Task details:
Return each line of the material below exactly. Begin at the first and end on the line with "under the prefix".

Supplied data:
·····

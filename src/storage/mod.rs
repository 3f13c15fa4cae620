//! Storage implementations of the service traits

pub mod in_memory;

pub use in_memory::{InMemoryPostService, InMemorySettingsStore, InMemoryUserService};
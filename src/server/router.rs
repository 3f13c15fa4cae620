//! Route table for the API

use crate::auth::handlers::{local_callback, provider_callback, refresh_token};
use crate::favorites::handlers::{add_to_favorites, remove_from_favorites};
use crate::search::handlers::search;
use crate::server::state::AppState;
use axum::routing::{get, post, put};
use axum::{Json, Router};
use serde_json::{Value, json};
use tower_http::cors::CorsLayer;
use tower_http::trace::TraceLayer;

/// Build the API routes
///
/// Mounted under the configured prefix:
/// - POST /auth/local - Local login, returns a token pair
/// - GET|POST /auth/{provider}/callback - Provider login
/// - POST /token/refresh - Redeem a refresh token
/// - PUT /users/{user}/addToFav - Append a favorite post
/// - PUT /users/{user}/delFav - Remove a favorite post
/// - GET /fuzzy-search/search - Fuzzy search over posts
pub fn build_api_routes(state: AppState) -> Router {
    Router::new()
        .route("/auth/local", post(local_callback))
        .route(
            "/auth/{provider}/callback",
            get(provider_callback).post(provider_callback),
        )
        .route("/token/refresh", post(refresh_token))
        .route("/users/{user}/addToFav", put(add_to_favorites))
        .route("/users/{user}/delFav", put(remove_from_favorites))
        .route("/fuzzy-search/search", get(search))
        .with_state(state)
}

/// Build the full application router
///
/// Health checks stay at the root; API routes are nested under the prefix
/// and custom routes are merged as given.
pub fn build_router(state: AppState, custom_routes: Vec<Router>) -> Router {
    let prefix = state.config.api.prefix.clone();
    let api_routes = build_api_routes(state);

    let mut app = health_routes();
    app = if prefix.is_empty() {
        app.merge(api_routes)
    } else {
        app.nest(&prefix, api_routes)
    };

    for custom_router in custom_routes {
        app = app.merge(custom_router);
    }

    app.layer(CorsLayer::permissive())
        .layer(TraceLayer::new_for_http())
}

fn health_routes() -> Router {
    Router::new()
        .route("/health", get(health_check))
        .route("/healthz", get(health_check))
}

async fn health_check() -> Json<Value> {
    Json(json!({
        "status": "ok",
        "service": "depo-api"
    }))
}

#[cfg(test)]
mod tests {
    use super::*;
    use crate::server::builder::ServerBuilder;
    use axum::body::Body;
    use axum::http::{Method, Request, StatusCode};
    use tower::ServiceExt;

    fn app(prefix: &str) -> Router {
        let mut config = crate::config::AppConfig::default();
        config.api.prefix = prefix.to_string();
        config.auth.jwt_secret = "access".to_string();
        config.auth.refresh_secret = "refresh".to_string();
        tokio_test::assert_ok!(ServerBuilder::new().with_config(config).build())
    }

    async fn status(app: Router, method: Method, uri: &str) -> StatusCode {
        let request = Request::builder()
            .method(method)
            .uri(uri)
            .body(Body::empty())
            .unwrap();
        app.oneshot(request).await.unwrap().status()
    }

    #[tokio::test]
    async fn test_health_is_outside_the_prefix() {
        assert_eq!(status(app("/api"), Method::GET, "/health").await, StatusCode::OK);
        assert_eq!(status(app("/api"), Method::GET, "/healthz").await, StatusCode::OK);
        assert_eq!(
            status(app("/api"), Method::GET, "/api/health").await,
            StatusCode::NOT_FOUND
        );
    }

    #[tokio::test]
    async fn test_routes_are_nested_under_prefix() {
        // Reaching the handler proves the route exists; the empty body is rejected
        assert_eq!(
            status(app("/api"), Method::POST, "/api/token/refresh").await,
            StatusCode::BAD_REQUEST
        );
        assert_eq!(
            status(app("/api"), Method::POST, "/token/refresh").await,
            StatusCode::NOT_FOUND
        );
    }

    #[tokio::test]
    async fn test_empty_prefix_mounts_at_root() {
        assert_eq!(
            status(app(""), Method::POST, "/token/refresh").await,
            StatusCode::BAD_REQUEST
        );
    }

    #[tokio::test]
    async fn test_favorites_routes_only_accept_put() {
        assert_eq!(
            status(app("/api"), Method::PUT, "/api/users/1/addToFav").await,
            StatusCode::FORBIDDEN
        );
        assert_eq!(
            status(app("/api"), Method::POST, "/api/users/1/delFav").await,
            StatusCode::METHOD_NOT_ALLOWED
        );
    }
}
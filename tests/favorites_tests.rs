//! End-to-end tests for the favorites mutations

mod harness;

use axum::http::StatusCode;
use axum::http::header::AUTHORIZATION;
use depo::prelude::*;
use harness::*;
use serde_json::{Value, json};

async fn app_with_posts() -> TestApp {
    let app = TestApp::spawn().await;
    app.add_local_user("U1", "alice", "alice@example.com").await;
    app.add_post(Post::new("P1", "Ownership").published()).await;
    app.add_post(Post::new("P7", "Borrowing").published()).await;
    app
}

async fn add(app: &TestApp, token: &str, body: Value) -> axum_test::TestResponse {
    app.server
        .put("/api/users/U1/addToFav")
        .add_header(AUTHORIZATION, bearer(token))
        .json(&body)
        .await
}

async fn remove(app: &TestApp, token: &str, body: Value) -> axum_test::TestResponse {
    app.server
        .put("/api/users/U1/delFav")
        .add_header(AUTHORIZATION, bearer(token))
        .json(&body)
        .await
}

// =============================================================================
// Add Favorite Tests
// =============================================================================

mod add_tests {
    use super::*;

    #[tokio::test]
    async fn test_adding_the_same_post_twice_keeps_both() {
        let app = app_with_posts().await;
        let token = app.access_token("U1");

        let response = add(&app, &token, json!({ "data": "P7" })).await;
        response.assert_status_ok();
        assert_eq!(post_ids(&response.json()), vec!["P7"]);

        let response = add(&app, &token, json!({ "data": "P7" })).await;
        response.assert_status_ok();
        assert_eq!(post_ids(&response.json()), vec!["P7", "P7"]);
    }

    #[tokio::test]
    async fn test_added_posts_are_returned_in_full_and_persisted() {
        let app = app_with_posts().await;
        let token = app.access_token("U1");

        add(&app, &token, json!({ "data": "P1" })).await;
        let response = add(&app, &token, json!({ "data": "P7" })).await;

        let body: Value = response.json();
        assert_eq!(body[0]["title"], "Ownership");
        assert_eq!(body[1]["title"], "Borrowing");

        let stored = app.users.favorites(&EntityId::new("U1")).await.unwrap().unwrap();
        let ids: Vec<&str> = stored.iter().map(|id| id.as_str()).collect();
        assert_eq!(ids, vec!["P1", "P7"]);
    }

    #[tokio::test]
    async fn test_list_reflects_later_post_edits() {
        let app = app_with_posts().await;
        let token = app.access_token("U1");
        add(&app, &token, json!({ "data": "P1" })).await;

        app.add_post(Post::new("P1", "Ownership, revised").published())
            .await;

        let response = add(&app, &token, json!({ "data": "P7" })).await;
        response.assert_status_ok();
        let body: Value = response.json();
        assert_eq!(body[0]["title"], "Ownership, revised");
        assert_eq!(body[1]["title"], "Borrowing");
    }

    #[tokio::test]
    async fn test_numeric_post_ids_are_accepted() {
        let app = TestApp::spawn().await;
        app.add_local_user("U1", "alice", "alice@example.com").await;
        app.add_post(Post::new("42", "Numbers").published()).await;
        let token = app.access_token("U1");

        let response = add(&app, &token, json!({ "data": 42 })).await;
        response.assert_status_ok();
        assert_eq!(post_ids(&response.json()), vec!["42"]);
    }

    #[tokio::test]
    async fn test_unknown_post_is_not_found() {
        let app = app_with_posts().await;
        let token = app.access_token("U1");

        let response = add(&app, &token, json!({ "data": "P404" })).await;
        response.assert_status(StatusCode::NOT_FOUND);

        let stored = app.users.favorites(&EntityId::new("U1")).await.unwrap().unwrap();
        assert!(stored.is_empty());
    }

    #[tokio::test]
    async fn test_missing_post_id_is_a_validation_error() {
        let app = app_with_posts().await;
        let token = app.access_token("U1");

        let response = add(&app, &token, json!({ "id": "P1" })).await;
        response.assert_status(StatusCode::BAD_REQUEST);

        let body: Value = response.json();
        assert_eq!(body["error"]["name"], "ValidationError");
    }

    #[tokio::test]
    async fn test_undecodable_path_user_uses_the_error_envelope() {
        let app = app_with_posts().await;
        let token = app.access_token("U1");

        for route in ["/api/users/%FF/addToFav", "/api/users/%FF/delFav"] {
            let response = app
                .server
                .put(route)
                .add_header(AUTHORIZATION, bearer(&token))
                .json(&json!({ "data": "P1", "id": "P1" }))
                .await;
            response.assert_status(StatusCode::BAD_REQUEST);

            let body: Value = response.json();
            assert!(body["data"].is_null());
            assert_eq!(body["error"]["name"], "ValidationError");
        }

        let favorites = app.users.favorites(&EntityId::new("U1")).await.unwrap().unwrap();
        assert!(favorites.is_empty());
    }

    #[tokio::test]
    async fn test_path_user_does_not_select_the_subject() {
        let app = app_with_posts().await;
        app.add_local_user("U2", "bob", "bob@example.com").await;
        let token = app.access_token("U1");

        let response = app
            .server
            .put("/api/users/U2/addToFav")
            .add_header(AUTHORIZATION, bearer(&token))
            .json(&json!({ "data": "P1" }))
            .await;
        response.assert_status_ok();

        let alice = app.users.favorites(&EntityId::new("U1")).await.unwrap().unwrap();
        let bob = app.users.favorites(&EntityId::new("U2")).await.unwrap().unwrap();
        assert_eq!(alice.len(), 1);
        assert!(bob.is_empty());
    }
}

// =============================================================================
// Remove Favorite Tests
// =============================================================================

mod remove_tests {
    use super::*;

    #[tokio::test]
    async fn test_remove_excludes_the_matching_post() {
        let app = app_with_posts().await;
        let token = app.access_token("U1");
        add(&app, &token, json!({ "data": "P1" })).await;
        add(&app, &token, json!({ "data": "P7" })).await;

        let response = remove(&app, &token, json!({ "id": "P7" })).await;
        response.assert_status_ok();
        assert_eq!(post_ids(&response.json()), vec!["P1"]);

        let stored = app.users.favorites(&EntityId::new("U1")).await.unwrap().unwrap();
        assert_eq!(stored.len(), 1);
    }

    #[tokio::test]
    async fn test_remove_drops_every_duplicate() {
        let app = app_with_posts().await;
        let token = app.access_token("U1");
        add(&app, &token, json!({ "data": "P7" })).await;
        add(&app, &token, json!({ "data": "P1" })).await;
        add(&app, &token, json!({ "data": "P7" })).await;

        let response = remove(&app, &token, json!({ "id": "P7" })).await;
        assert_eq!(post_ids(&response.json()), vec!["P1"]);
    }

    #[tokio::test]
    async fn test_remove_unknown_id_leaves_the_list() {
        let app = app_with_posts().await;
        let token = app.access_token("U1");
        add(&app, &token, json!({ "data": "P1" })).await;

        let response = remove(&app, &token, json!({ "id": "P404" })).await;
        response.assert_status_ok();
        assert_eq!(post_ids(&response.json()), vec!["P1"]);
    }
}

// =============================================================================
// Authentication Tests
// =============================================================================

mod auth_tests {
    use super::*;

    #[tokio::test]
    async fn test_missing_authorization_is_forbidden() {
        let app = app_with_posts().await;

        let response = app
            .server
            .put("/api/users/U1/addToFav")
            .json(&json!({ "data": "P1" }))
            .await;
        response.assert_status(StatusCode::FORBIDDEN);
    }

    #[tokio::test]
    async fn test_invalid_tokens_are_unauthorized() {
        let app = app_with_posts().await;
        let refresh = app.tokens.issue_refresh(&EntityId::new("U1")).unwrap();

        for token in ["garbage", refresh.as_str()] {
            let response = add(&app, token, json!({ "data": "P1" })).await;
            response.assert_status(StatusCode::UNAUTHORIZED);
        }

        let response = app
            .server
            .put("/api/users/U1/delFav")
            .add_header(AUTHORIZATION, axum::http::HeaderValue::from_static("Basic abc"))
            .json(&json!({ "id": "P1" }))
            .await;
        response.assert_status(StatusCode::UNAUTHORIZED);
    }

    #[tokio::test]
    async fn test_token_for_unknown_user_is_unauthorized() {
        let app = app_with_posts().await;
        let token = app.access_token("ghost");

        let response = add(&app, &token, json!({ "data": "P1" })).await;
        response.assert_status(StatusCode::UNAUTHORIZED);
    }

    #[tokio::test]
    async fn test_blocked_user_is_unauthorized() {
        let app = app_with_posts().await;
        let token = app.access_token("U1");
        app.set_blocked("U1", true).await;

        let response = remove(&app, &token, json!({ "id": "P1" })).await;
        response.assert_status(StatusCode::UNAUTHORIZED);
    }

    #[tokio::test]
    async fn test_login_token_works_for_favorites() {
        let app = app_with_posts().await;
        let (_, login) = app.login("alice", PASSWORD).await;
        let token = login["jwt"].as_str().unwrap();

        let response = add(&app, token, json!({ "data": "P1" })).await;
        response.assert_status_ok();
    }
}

·····

Output:
filename src/storage/mod.rs
repository 3f13c15fa4cae620
//! Storage implementations of the service traits

pub mod in_memory;

pub use in_memory::{InMemoryPostService, InMemorySettingsStore, InMemoryUserService};
filename src/server/router.rs
repository 3f13c15fa4cae620
//! Route table for the API

use crate::auth::handlers::{local_callback, provider_callback, refresh_token};
use crate::favorites::handlers::{add_to_favorites, remove_from_favorites};
use crate::search::handlers::search;
use crate::server::state::AppState;
use axum::routing::{get, post, put};
use axum::{Json, Router};
use serde_json::{Value, json};
use tower_http::cors::CorsLayer;
use tower_http::trace::TraceLayer;

/// Build the API routes
///
/// Mounted under the configured prefix:
/// - POST /auth/local - Local login, returns a token pair
/// - GET|POST /auth/{provider}/callback - Provider login
/// - POST /token/refresh - Redeem a refresh token
/// - PUT /users/{user}/addToFav - Append a favorite post
/// - PUT /users/{user}/delFav - Remove a favorite post
/// - GET /fuzzy-search/search - Fuzzy search over posts
pub fn build_api_routes(state: AppState) -> Router {
    Router::new()
        .route("/auth/local", post(local_callback))
        .route(
            "/auth/{provider}/callback",
            get(provider_callback).post(provider_callback),
        )
        .route("/token/refresh", post(refresh_token))
        .route("/users/{user}/addToFav", put(add_to_favorites))
        .route("/users/{user}/delFav", put(remove_from_favorites))
        .route("/fuzzy-search/search", get(search))
        .with_state(state)
}

/// Build the full application router
///
/// Health checks stay at the root; API routes are nested under the prefix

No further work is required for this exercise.